Goal of the exercise. From the records below, copy the lines that include "drag".

Extracted material.

=======

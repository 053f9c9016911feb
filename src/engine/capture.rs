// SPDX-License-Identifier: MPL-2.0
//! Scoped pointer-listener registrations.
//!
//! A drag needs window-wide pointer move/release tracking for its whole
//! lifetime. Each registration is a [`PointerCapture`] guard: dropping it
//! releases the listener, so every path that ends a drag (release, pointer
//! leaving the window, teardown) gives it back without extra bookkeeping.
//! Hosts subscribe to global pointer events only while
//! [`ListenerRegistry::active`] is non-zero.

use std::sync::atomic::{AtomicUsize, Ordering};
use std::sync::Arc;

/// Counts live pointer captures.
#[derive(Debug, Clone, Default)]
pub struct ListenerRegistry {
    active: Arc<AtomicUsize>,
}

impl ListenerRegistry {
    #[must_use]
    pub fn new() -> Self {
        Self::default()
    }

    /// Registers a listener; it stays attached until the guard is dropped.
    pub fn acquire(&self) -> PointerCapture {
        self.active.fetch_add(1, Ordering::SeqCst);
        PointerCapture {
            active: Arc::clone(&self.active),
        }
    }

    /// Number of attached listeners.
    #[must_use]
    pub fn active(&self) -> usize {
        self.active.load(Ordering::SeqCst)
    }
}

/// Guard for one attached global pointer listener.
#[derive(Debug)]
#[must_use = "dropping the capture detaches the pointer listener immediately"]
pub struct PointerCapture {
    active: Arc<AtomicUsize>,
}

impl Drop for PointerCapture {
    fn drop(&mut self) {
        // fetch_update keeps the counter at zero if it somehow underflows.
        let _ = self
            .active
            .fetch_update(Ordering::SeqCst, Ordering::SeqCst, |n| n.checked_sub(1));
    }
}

=======

Response to this exercise.
//! A drag needs window-wide pointer move/release tracking for its whole
//! releases the listener, so every path that ends a drag (release, pointer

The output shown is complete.